Others now began to sit down at their tables, adjusting computer screens. Chatter increased between them.
The big focusing systems swiveled. Some aimed up. Others watched the horizon for tiger attack-craft. Soon, stabbing rays reached up from Holgotha.
I’d moved behind the new command team. On a screen, I watched a laser beam eat into an armored defensive satellite in orbit. The ray burned white-hot substance, turning the rest of the outpost into vapor. As predicted, Lokhar satellite weapons system had their cannons aimed into space not down at the planet.
Craning my neck, I watched the Demar hauler. Smoke poured from its exhaust ports. Flames flickered through it at times. The spaceship climbed for orbital space. There, it would unload its missile-drones.

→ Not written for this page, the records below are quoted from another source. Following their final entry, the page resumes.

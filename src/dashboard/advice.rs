use crate::ai::{LlmProvider, SYSTEM_PROMPT};
use crate::dashboard::model::{AdviceSource, DailyForecast, QualityLevel, SensorSnapshot, SoilStatus};
use log::warn;
use std::sync::Arc;

const DRY_BELOW: f64 = 30.0;
const WET_ABOVE: f64 = 60.0;
const RAIN_LIKELY: f64 = 0.6;

pub fn water_quality(s: &SensorSnapshot) -> QualityLevel {
    let ph_ok = (6.5..=8.5).contains(&s.ph_level);
    match (ph_ok, s.tds) {
        (true, tds) if tds < 300.0 && s.clarity >= 80.0 => QualityLevel::Excellent,
        (true, tds) if tds < 500.0 => QualityLevel::Good,
        (_, tds) if tds < 900.0 => QualityLevel::Fair,
        _ => QualityLevel::Poor,
    }
}

pub fn soil_status(s: &SensorSnapshot) -> SoilStatus {
    if s.soil_moisture < DRY_BELOW {
        SoilStatus::Dry
    } else if s.soil_moisture > WET_ABOVE {
        SoilStatus::Wet
    } else {
        SoilStatus::Optimal
    }
}

/// Highest rain probability over the next two forecast days.
fn rain_soon(forecast: &[DailyForecast]) -> f64 {
    forecast
        .iter()
        .take(2)
        .map(|d| d.rain_probability)
        .fold(0.0, f64::max)
}

pub fn rule_tips(s: &SensorSnapshot, forecast: &[DailyForecast]) -> Vec<String> {
    let mut tips = Vec::new();
    let rain = rain_soon(forecast);

    match soil_status(s) {
        SoilStatus::Dry if rain >= RAIN_LIKELY => tips.push(format!(
            "Soil moisture is low ({:.1}%), but rain is likely ({:.0}%) within two days. Irrigate lightly and let the rain do the rest.",
            s.soil_moisture,
            rain * 100.0
        )),
        SoilStatus::Dry => tips.push(format!(
            "Soil moisture is low ({:.1}%). Irrigate today, preferably early morning or evening.",
            s.soil_moisture
        )),
        SoilStatus::Optimal if rain >= RAIN_LIKELY => tips.push(
            "Soil moisture is adequate and rain is expected. Skip the next irrigation.".to_string(),
        ),
        SoilStatus::Optimal => tips.push(format!(
            "Soil moisture is optimal ({:.1}%). Keep your current irrigation schedule.",
            s.soil_moisture
        )),
        SoilStatus::Wet => tips.push(format!(
            "Soil is very wet ({:.1}%). Pause irrigation and check field drainage.",
            s.soil_moisture
        )),
    }

    if s.ph_level < 6.5 {
        tips.push(format!(
            "Water pH is acidic ({:.2}). Consider liming or blending with another source.",
            s.ph_level
        ));
    } else if s.ph_level > 8.5 {
        tips.push(format!(
            "Water pH is alkaline ({:.2}). Gypsum or acid injection can help.",
            s.ph_level
        ));
    }

    if s.tds >= 500.0 {
        tips.push(format!(
            "Dissolved solids are high ({:.0} ppm). Flush the root zone occasionally to avoid salt build-up.",
            s.tds
        ));
    }

    if s.clarity < 70.0 {
        tips.push(format!(
            "Water clarity is low ({:.0}%). Clean filters to keep drip emitters from clogging.",
            s.clarity
        ));
    }

    if let Some(today) = forecast.first() {
        if today.temp_max >= 35.0 {
            tips.push(format!(
                "High temperature expected ({:.0}°C). Check moisture again in the afternoon.",
                today.temp_max
            ));
        }
    }

    tips
}

fn advice_prompt(s: &SensorSnapshot, forecast: &[DailyForecast]) -> String {
    let mut lines = vec![
        "Give a farmer 2-3 sentences of practical irrigation advice for today based on these readings.".to_string(),
        format!(
            "Soil moisture: {:.1}%. TDS: {:.0} ppm. pH: {:.2}. Water clarity: {:.0}%.",
            s.soil_moisture, s.tds, s.ph_level, s.clarity
        ),
    ];
    for d in forecast.iter().take(3) {
        lines.push(format!(
            "Day {} ({}): {:.0}-{:.0}°C, humidity {:.0}%, rain chance {:.0}%, {}.",
            d.day,
            d.date,
            d.temp_min,
            d.temp_max,
            d.humidity,
            d.rain_probability * 100.0,
            d.description
        ));
    }
    lines.join("\n")
}

pub struct AdviceGenerator {
    provider: Arc<dyn LlmProvider>,
}

impl AdviceGenerator {
    pub fn new(provider: Arc<dyn LlmProvider>) -> Self {
        Self { provider }
    }

    /// Asks the provider for a short paragraph; falls back to the joined rule tips.
    pub async fn generate(
        &self,
        s: &SensorSnapshot,
        forecast: &[DailyForecast],
        tips: &[String],
    ) -> (String, AdviceSource) {
        let prompt = advice_prompt(s, forecast);
        match self.provider.send(SYSTEM_PROMPT, &[], &prompt).await {
            Ok(reply) if !reply.text.trim().is_empty() => (reply.text, AdviceSource::Ai),
            Ok(_) => {
                warn!("{} returned empty advice, using rules", self.provider.name());
                (tips.join(" "), AdviceSource::Rules)
            }
            Err(e) => {
                warn!(
                    "{} advice failed [{}]: {}",
                    self.provider.name(),
                    e.kind().as_str(),
                    e
                );
                (tips.join(" "), AdviceSource::Rules)
            }
        }
    }
}

#[cfg(test)]
mod tests {
    use super::*;

    fn snapshot(moisture: f64, tds: f64, ph: f64, clarity: f64) -> SensorSnapshot {
        SensorSnapshot {
            soil_moisture: moisture,
            tds,
            ph_level: ph,
            clarity,
        }
    }

    fn day(rain: f64, temp_max: f64) -> DailyForecast {
        DailyForecast {
            day: 0,
            date: "2024-06-01".into(),
            temp_min: 20.0,
            temp_max,
            humidity: 50.0,
            rain_probability: rain,
            description: "clouds".into(),
        }
    }

    #[test]
    fn quality_levels() {
        assert_eq!(water_quality(&snapshot(40.0, 200.0, 7.0, 90.0)), QualityLevel::Excellent);
        assert_eq!(water_quality(&snapshot(40.0, 200.0, 7.0, 65.0)), QualityLevel::Good);
        assert_eq!(water_quality(&snapshot(40.0, 450.0, 7.0, 90.0)), QualityLevel::Good);
        assert_eq!(water_quality(&snapshot(40.0, 200.0, 6.1, 90.0)), QualityLevel::Fair);
        assert_eq!(water_quality(&snapshot(40.0, 950.0, 7.0, 90.0)), QualityLevel::Poor);
    }

    #[test]
    fn soil_thresholds() {
        assert_eq!(soil_status(&snapshot(25.0, 0.0, 7.0, 90.0)), SoilStatus::Dry);
        assert_eq!(soil_status(&snapshot(45.0, 0.0, 7.0, 90.0)), SoilStatus::Optimal);
        assert_eq!(soil_status(&snapshot(75.0, 0.0, 7.0, 90.0)), SoilStatus::Wet);
    }

    #[test]
    fn dry_soil_with_rain_coming_suggests_light_irrigation() {
        let tips = rule_tips(&snapshot(22.0, 200.0, 7.0, 90.0), &[day(0.1, 30.0), day(0.8, 30.0)]);
        assert!(tips[0].contains("rain is likely"));
    }

    #[test]
    fn dry_soil_without_rain_says_irrigate_today() {
        let tips = rule_tips(&snapshot(22.0, 200.0, 7.0, 90.0), &[]);
        assert!(tips[0].contains("Irrigate today"));
        assert_eq!(tips.len(), 1);
    }

    #[test]
    fn water_problems_add_tips() {
        let tips = rule_tips(&snapshot(45.0, 550.0, 6.2, 65.0), &[day(0.0, 38.0)]);
        assert_eq!(tips.len(), 5);
        assert!(tips.iter().any(|t| t.contains("acidic")));
        assert!(tips.iter().any(|t| t.contains("ppm")));
        assert!(tips.iter().any(|t| t.contains("clarity")));
        assert!(tips.iter().any(|t| t.contains("High temperature")));
    }

    #[test]
    fn prompt_mentions_readings_and_forecast() {
        let p = advice_prompt(&snapshot(33.3, 250.0, 7.12, 88.0), &[day(0.5, 31.0)]);
        assert!(p.contains("33.3%"));
        assert!(p.contains("pH: 7.12"));
        assert!(p.contains("rain chance 50%"));
    }
}
use crate::storage::entity::{AdviceRecord, Farm, Field, SensorReading, WeatherPrediction};
use log::info;
use sea_orm::{
    ConnectOptions, ConnectionTrait, Database, DatabaseConnection, DbErr, EntityTrait, Schema,
};
use std::time::Duration;

pub async fn establish_connection(db_url: &str) -> Result<DatabaseConnection, DbErr> {
    let in_memory = db_url.contains(":memory:");
    let mut opt = ConnectOptions::new(db_url.to_owned());
    opt.sqlx_logging(true)
        .sqlx_logging_level(log::LevelFilter::Debug)
        .connect_timeout(Duration::from_secs(8))
        .acquire_timeout(Duration::from_secs(8));
    if in_memory {
        // every pooled connection would otherwise open its own empty database
        opt.max_connections(1).min_connections(1);
    } else {
        opt.max_connections(10)
            .min_connections(2)
            .idle_timeout(Duration::from_secs(300));
    }

    let db = Database::connect(opt).await?;

    if db.get_database_backend() == sea_orm::DatabaseBackend::Sqlite && !in_memory {
        db.execute(sea_orm::Statement::from_string(
            sea_orm::DatabaseBackend::Sqlite,
            "PRAGMA journal_mode=WAL;".to_string(),
        ))
        .await?;
    }

    create_table(&db, Farm).await?;
    create_table(&db, Field).await?;
    create_table(&db, SensorReading).await?;
    create_table(&db, WeatherPrediction).await?;
    create_table(&db, AdviceRecord).await?;

    db.execute(sea_orm::Statement::from_string(
        db.get_database_backend(),
        "CREATE INDEX IF NOT EXISTS idx_sensor_readings_field ON sensor_readings(field_id, recorded_at);"
            .to_string(),
    ))
    .await?;

    info!("Database connection established, tables ready ({})", db_url);

    Ok(db)
}

async fn create_table<E: EntityTrait>(db: &DatabaseConnection, entity: E) -> Result<(), DbErr> {
    let builder = db.get_database_backend();
    let schema = Schema::new(builder);
    let stmt = builder.build(schema.create_table_from_entity(entity).if_not_exists());
    db.execute(stmt).await?;
    Ok(())
}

Their task was to knock down any approaching starships.
“We’re doing it,” I said.
For the next few minutes, I stood content. Rollo, Dmitri and other commanders gathered their attack teams. On the radio-nets, they gave last minute instructions.
A woman cursed softly in horror.
I looked up. Someone grabbed my bio-suited triceps and pointed to the left. I saw what had made her curse.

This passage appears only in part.